In this notebook, we will introduce how to perform DASH sampling and following MSM analysis. 

Please make sure you are running the notebook at the directory of "DASH/tutorial/02_DASH_Sampling", because we will use relative path in this notebook. 

-----------------------------------------------------------------------------------------------------------------------------------------

Conformation sampling is realized with ../../bin/DASH, a command line tool. DASH has many args, you can find them by

In [None]:
import os
os.system("../../bin/DASH --help")

You can find that there are too much args, so that it is recommended to write a input file. An example of ADK is given here, and will be used here as the example. The input file could be found in this directory as "adk.in"

In each line, the left represents the name of arg (correspondint to the XXX of --XXX in command line) while the right is its value. 

【guide_type】: Physical function for seed selection.  bp (Binding Potential) or e (Potential Energy) or ebp (Binding Potential + Potential Enedgy)

【method_name】: The method used for dimension reduction, including SplitContrastMAE, PCA, UMAP, IsoMap, AE (AutoEncoder) and EncoderMap. 

【high_dim_type】: Atoms selected to describe your reprersent your trajectory during dimension redcution. In out article we use "CA", namely Cα atoms. The program also support "heavy", namely all heavy atoms. 

【traj_info】: A file describing basic input, will be discussed later. 

【cuda_id】: GPU ID to run DASH

【round_time】: Simulation time in each round. Unit: ns.

【max_round】: Maximum round number. Start with 0. So if max_round = 2, DASH will run 3 rounds. 1 round of CMD and 2 rounds of seeded sampling.

【msr】: Methods to split residues. 0: cluster flexible regions 1: cluster flexible regions & skip ter 2:top flexible regions 3:top flexible regions & skip ter 4: linear_related_to_all flexible regions 5:linear_related_to_all flexible regionsd&skip ter. In this article, msr=0 for inactive->active and idr folding, and msr=4 for cryptic allosteric site opening. 

【n_seed_drag】: Number of marginal conformations generated. Used for further hopping simulation.

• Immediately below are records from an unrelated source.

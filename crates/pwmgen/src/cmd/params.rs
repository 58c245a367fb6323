use crate::cmd::{finish, ParamsArgs};
use crate::exit::{generator_error, CliResult, SUCCESS};
use crate::output::{print_params, OutputFormat};

pub fn run(args: ParamsArgs, format: OutputFormat) -> CliResult<i32> {
    let mut generator = args.connect.open()?;
    let params = generator.get_parameters();
    finish(generator);

    let params = params.map_err(|err| generator_error("reading parameters failed", err))?;
    print_params(&params, format);
    Ok(SUCCESS)
}
use std::io::{ErrorKind, Write};

use bytes::BytesMut;
use pwmgen_transport::DeviceStream;
use tracing::trace;

use crate::codec::{encode_request, encode_response, LineConfig, Response};
use crate::error::{LineError, Result};

const INITIAL_BUFFER_CAPACITY: usize = 256;

/// Writes complete lines to any `Write` stream.
pub struct LineWriter<T> {
    inner: T,
    buf: BytesMut,
    config: LineConfig,
}

impl<T: Write> LineWriter<T> {
    /// Create a new line writer with default configuration.
    pub fn new(inner: T) -> Self {
        Self::with_config(inner, LineConfig::default())
    }

    /// Create a new line writer with explicit configuration.
    pub fn with_config(inner: T, config: LineConfig) -> Self {
        Self {
            inner,
            buf: BytesMut::with_capacity(INITIAL_BUFFER_CAPACITY),
            config,
        }
    }

    /// Encode and send one request line (blocking).
    ///
    /// An empty request is rejected before anything reaches the stream.
    pub fn send_request(&mut self, request: &str) -> Result<()> {
        self.buf.clear();
        encode_request(request, &mut self.buf)?;
        self.write_buffered()
    }

    /// Encode and send one response line, device side.
    pub fn send_response(&mut self, response: &Response) -> Result<()> {
        self.buf.clear();
        encode_response(response, &mut self.buf);
        self.write_buffered()
    }

    fn write_buffered(&mut self) -> Result<()> {
        trace!(line = ?String::from_utf8_lossy(&self.buf), "sending line");
        let mut offset = 0usize;
        while offset < self.buf.len() {
            match self.inner.write(&self.buf[offset..]) {
                Ok(0) => return Err(LineError::ConnectionClosed),
                Ok(n) => offset += n,
                Err(err) if err.kind() == ErrorKind::Interrupted => continue,
                Err(err) => return Err(self.classify(err)),
            }
        }

        self.flush()
    }

    /// Flush the underlying stream.
    pub fn flush(&mut self) -> Result<()> {
        loop {
            match self.inner.flush() {
                Ok(()) => return Ok(()),
                Err(err) if err.kind() == ErrorKind::Interrupted => continue,
                Err(err) => return Err(self.classify(err)),
            }
        }
    }

    fn classify(&self, err: std::io::Error) -> LineError {
        match (err.kind(), self.config.write_timeout) {
            (ErrorKind::WouldBlock | ErrorKind::TimedOut, Some(timeout)) => {
                LineError::Timeout(timeout)
            }
            _ => LineError::Io(err),
        }
    }

    /// Borrow the underlying stream.
    pub fn get_ref(&self) -> &T {
        &self.inner
    }

    /// Mutably borrow the underlying stream.
    pub fn get_mut(&mut self) -> &mut T {
        &mut self.inner
    }

    /// Consume the writer and return the inner stream.
    pub fn into_inner(self) -> T {
        self.inner
    }

    /// Current line writer configuration.
    pub fn config(&self) -> &LineConfig {
        &self.config
    }
}

impl LineWriter<DeviceStream> {
    /// Create a line writer for `DeviceStream` and apply write timeout from config.
    pub fn with_config_device(inner: DeviceStream, config: LineConfig) -> Result<Self> {
        inner.set_write_timeout(config.write_timeout)?;
        Ok(Self::with_config(inner, config))
    }
}
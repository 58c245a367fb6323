use std::fmt;
use std::str::FromStr;

use serde::{Deserialize, Serialize};

use crate::error::{GeneratorError, PayloadError, Result};

/// Waveform a channel generates.
#[derive(Debug, Clone, Copy, PartialEq, Eq, Hash, Default, Serialize, Deserialize)]
pub enum WaveKind {
    /// Fixed duty cycle (`CST`).
    #[default]
    #[serde(rename = "CST", alias = "constant")]
    Constant,
    /// Sinusoidal variation around the average (`SIN`).
    #[serde(rename = "SIN", alias = "sinusoidal")]
    Sinusoidal,
    /// Triangular variation around the average (`TRI`).
    #[serde(rename = "TRI", alias = "triangular")]
    Triangular,
}

impl WaveKind {
    /// Wire token for this kind.
    pub fn as_token(self) -> &'static str {
        match self {
            Self::Constant => "CST",
            Self::Sinusoidal => "SIN",
            Self::Triangular => "TRI",
        }
    }

    fn describe(self) -> &'static str {
        match self {
            Self::Constant => "cst",
            Self::Sinusoidal => "sinusoidal",
            Self::Triangular => "triangular",
        }
    }
}

impl fmt::Display for WaveKind {
    fn fmt(&self, f: &mut fmt::Formatter<'_>) -> fmt::Result {
        f.write_str(self.as_token())
    }
}

impl FromStr for WaveKind {
    type Err = PayloadError;

    fn from_str(token: &str) -> std::result::Result<Self, Self::Err> {
        match token {
            "CST" => Ok(Self::Constant),
            "SIN" => Ok(Self::Sinusoidal),
            "TRI" => Ok(Self::Triangular),
            other => Err(PayloadError::UnknownKind(other.to_string())),
        }
    }
}

/// Waveform parameters of one channel.
///
/// `average` and `amplitude` are duty-cycle fractions, `period` is in
/// seconds and `start` is the phase offset as a fraction of the period.
#[derive(Debug, Clone, Copy, PartialEq, Default, Serialize, Deserialize)]
pub struct Param {
    #[serde(rename = "type", alias = "kind")]
    pub kind: WaveKind,
    pub average: f64,
    #[serde(default)]
    pub amplitude: f64,
    #[serde(default)]
    pub period: f64,
    #[serde(default)]
    pub start: f64,
}

impl Param {
    /// Constant duty cycle.
    pub fn constant(average: f64) -> Self {
        Self {
            kind: WaveKind::Constant,
            average,
            ..Self::default()
        }
    }

    /// Sinusoidal duty cycle.
    pub fn sinusoidal(average: f64, amplitude: f64, period: f64, start: f64) -> Self {
        Self {
            kind: WaveKind::Sinusoidal,
            average,
            amplitude,
            period,
            start,
        }
    }

    /// Triangular duty cycle.
    pub fn triangular(average: f64, amplitude: f64, period: f64, start: f64) -> Self {
        Self {
            kind: WaveKind::Triangular,
            average,
            amplitude,
            period,
            start,
        }
    }

    /// Check the parameters against the generator's acceptance rules.
    ///
    /// The device applies the same rules and rejects a whole set request
    /// if any channel fails; checking locally gives the same message
    /// without a round trip.
    pub fn validate(&self, channel: u32) -> Result<()> {
        let invalid = |reason: String| GeneratorError::InvalidParam { channel, reason };
        let name = self.kind.describe();

        for (field, value) in [
            ("average", self.average),
            ("amplitude", self.amplitude),
            ("period", self.period),
            ("start", self.start),
        ] {
            if !value.is_finite() {
                return Err(invalid(format!("expect a finite {field}, got {value}")));
            }
        }

        if !(0.0..=1.0).contains(&self.average) {
            return Err(invalid(format!(
                "expect average of {name} function to be in the range [0,1], got {:.6}",
                self.average
            )));
        }

        if self.kind == WaveKind::Constant {
            for (field, value) in [
                ("amplitude", self.amplitude),
                ("period", self.period),
                ("start", self.start),
            ] {
                if value != 0.0 {
                    return Err(invalid(format!(
                        "expect {field} of constant function to be 0"
                    )));
                }
            }
            return Ok(());
        }

        if self.amplitude == 0.0 {
            return Err(invalid(format!(
                "expect amplitude of {name} function to be different of 0"
            )));
        }
        let high = self.average + self.amplitude;
        if high > 1.0 {
            return Err(invalid(format!(
                "expect average+amplitude of {name} function to be <= 1, got {high:.6}"
            )));
        }
        let low = self.average - self.amplitude;
        if low < 0.0 {
            return Err(invalid(format!(
                "expect average-amplitude of {name} function to be >= 0, got {low:.6}"
            )));
        }
        if self.period <= 0.0 {
            return Err(invalid(format!(
                "expect period of {name} function to be > 0, got {:.6}",
                self.period
            )));
        }
        if !(0.0..1.0).contains(&self.start) {
            return Err(invalid(format!(
                "expect start of {name} function to be in the range [0,1[, got {:.6}",
                self.start
            )));
        }
        Ok(())
    }
}

impl fmt::Display for Param {
    fn fmt(&self, f: &mut fmt::Formatter<'_>) -> fmt::Result {
        write!(
            f,
            "type={} average={:.6} amplitude={:.6} period={:.6} start={:.6}",
            self.kind, self.average, self.amplitude, self.period, self.start
        )
    }
}
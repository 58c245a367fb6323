use std::fmt;
use std::io;

use pwmgen_client::GeneratorError;
use pwmgen_line::LineError;
use pwmgen_transport::TransportError;

pub const SUCCESS: i32 = 0;
pub const FAILURE: i32 = 1;
pub const TRANSPORT_ERROR: i32 = 3;
pub const DATA_INVALID: i32 = 60;
pub const USAGE: i32 = 64;
pub const TIMEOUT: i32 = 124;
pub const INTERNAL: i32 = 125;

pub type CliResult<T> = Result<T, CliError>;

#[derive(Debug)]
pub struct CliError {
    pub code: i32,
    pub message: String,
}

impl CliError {
    pub fn new(code: i32, message: impl Into<String>) -> Self {
        Self {
            code,
            message: message.into(),
        }
    }

    pub fn usage(message: impl Into<String>) -> Self {
        Self::new(USAGE, message)
    }
}

impl fmt::Display for CliError {
    fn fmt(&self, f: &mut fmt::Formatter<'_>) -> fmt::Result {
        write!(f, "{}", self.message)
    }
}

impl std::error::Error for CliError {}

pub fn io_error(context: &str, err: io::Error) -> CliError {
    let code = match err.kind() {
        io::ErrorKind::TimedOut | io::ErrorKind::WouldBlock => TIMEOUT,
        io::ErrorKind::ConnectionRefused
        | io::ErrorKind::ConnectionReset
        | io::ErrorKind::ConnectionAborted
        | io::ErrorKind::NotConnected
        | io::ErrorKind::BrokenPipe
        | io::ErrorKind::NotFound
        | io::ErrorKind::AddrInUse
        | io::ErrorKind::AddrNotAvailable => TRANSPORT_ERROR,
        _ => FAILURE,
    };
    CliError::new(code, format!("{context}: {err}"))
}

pub fn transport_error(context: &str, err: TransportError) -> CliError {
    match err {
        TransportError::Bind { source, .. }
        | TransportError::Connect { source, .. }
        | TransportError::Accept(source)
        | TransportError::Io(source) => io_error(context, source),
        TransportError::InvalidAddress { .. } | TransportError::PathTooLong { .. } => {
            CliError::usage(format!("{context}: {err}"))
        }
    }
}

pub fn line_error(context: &str, err: LineError) -> CliError {
    match err {
        LineError::Io(source) => io_error(context, source),
        LineError::Transport(err) => transport_error(context, err),
        LineError::Timeout(_) => CliError::new(TIMEOUT, format!("{context}: {err}")),
        LineError::ConnectionClosed => CliError::new(FAILURE, format!("{context}: {err}")),
        LineError::Overflow { .. }
        | LineError::EmptyResponse
        | LineError::InvalidResponse { .. } => {
            CliError::new(DATA_INVALID, format!("{context}: {err}"))
        }
        LineError::EmptyRequest | LineError::MultiLineRequest => {
            CliError::new(INTERNAL, format!("{context}: {err}"))
        }
    }
}

pub fn generator_error(context: &str, err: GeneratorError) -> CliError {
    match err {
        GeneratorError::Transport(err) => transport_error(context, err),
        GeneratorError::Line(err) => line_error(context, err),
        GeneratorError::InvalidGreeting(_)
        | GeneratorError::GreetingRefused(_)
        | GeneratorError::Device(_)
        | GeneratorError::InvalidResponse(_)
        | GeneratorError::InvalidParam { .. } => {
            CliError::new(DATA_INVALID, format!("{context}: {err}"))
        }
        GeneratorError::NotConnected | GeneratorError::SessionFailed(_) => {
            CliError::new(INTERNAL, format!("{context}: {err}"))
        }
        GeneratorError::Close(err) => transport_error(context, err),
    }
}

【n_seed】: Number of hopped structures selected by physical functions. Used for further seeded sampling.

【rmsd_cutoff_pct】: Used to calculate the RMSD value to stop seed hopping. RMSD = rmsd_cutoff_pct percentile of pairwise RMSDs in previous traj.

【rmsd_cutoff_least_pct】: If RMSD is still smaller than the cutoff value after 10 rounds of hopping, we use a smaller cutoff value, as rmsd_cutoff_least_pct percentile of pairwise RMSDs in previous traj.

【rmsd_cutoff_min】,【rmsd_cutoff_max】: Restricting rmsd_cutoff_min <= RMSD_cutoff <= rmsd_cutoff_max in seed hopping.

【n_train】: Training neural networks could be arbitary. Therefore, we parallely train【n_train】networks and choose the best one based on loss.

【n_proc】 : Number of processors to run DASH. 

-----------------------

The following is an example of 【traj_info_file】, which describes a input information of adk_open. This file is stored in the current directory as adk_open.trajinfo.in. 

【name】:    Name of the tajectory, used to create the working directory.

【pdb】:     The PDB file of the simulation system

【prmtop】:  AMBER parameter file of the system

【inpcrd】:  AMBER style input coordinates.

【sel_str】: Prody style selection string (http://www.bahargroup.org/prody/manual/reference/atomic/select.html) to select the atoms for alignment before dimension reduction.

-----------------------

pdb,prmtop,and inpcrd file are all made by tleap in AMBER package. You can also generate these files with other tools like CHARMMGUI (https://charmm-gui.org/)

The follwoing is a Python scripts generating pdb,prmtop,inpcrd and trajinfo files.


In [None]:
#by tleap, make sure it is in your environment
import os

name = "adk_open"
pdb_file = "4ake_open.pdb" #raw file from PDB
folder = "adk"

os.chdir(folder)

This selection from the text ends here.